I’m 28 and starting my second round of chemo for Hodgkin Lymphoma. Mine was supposed to go away with no problem, too. I guess I like to be “different” and side with the wrong side of the prognosis.
Anyway, I’m now balder than most babies and, though it took a while to get used to, I actually kind if like it now. BUT, I think this is because I otherwise look pretty healthy and haven’t lost my eyebrows or eyelashes yet. I actually get compliments on the bald head!
I am not trying to brag because my body is certainly fucked up in other ways (skin blotchiness from chemo is so not in right now!)
I’m just saying that I would gladly give up having hair for ever if it meant I could have my healthy, normal life back. I’m working on getting there…
Rock in for kicking cancer in the ass! I wish you health, happiness and a big hippy bush!
I shave my head voluntarily and am honestly fed up with the amount of people that ask me how my cancer treatment is going. It’s so ignorant. When I tell them I did it myself, they ask me ‘Why?’ so I reply with ‘Well, why do you have your hair the way that you do?’. Because we like it, that’s all.

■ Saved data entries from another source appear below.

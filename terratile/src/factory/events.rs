//! Events reported to the map.

use std::fmt;

use crate::coord::TileId;
use crate::fetch::TileFetchError;
use crate::mesh::MeshError;
use crate::tile::DataChannel;

/// Outbound notification from a [`TerrainFactory`](super::TerrainFactory).
#[derive(Debug, Clone, PartialEq)]
pub enum MapEvent {
    /// A tile has settled its raster and height channels.
    ReadyForMeshGeneration(TileId),
    /// A source could not deliver a payload.
    FetchError(TileFetchError),
    /// A payload arrived but could not be decoded.
    DecodeError {
        tile: TileId,
        channel: DataChannel,
        reason: String,
    },
    /// A mesh was generated and pushed to the tile's render target.
    MeshGenerated(TileId),
    MeshFailed { tile: TileId, error: MeshError },
}

impl MapEvent {
    /// Tile the event is about.
    pub fn tile(&self) -> TileId {
        match self {
            MapEvent::ReadyForMeshGeneration(tile) | MapEvent::MeshGenerated(tile) => *tile,
            MapEvent::FetchError(err) => err.tile,
            MapEvent::DecodeError { tile, .. } | MapEvent::MeshFailed { tile, .. } => *tile,
        }
    }
}

impl fmt::Display for MapEvent {
    fn fmt(&self, f: &mut fmt::Formatter<'_>) -> fmt::Result {
        match self {
            MapEvent::ReadyForMeshGeneration(tile) => {
                write!(f, "{} ready for mesh generation", tile)
            }
            MapEvent::FetchError(err) => write!(f, "{}", err),
            MapEvent::DecodeError {
                tile,
                channel,
                reason,
            } => write!(f, "{} {} decode failed: {}", tile, channel, reason),
            MapEvent::MeshGenerated(tile) => write!(f, "{} mesh generated", tile),
            MapEvent::MeshFailed { tile, error } => write!(f, "{} mesh failed: {}", tile, error),
        }
    }
}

It’s a shame that women feel like the worst bit of having cancer is having no hair. I mean, I’d consider the potential for irreparable damage to my body or even the potential for death as the worst bits of having cancer.
The sooner society wakes up to the fact that we come in all different styles, the better really. Then cancer patients can stop feeling like losing their hair is the worst bit, and people might stop asking me what kind of cancer I have in the street…
Very brave and very eloquent.
Ah, I have a very similar attitude to yours, as described at the start. And I have wondered if this attitude is easy because I have the privilege of having a pretty face, not to mention an adoring partner. I hope I can continue to refuse to care about my appearance as I get old and my skin gets wrinkled and I lose the last vestiges of physical prettiness. I hope I can continue to refuse to care if my face gets disfigured or if I lose my hair. But I don’t know.
I wish you health and happiness, and I thank you for the article.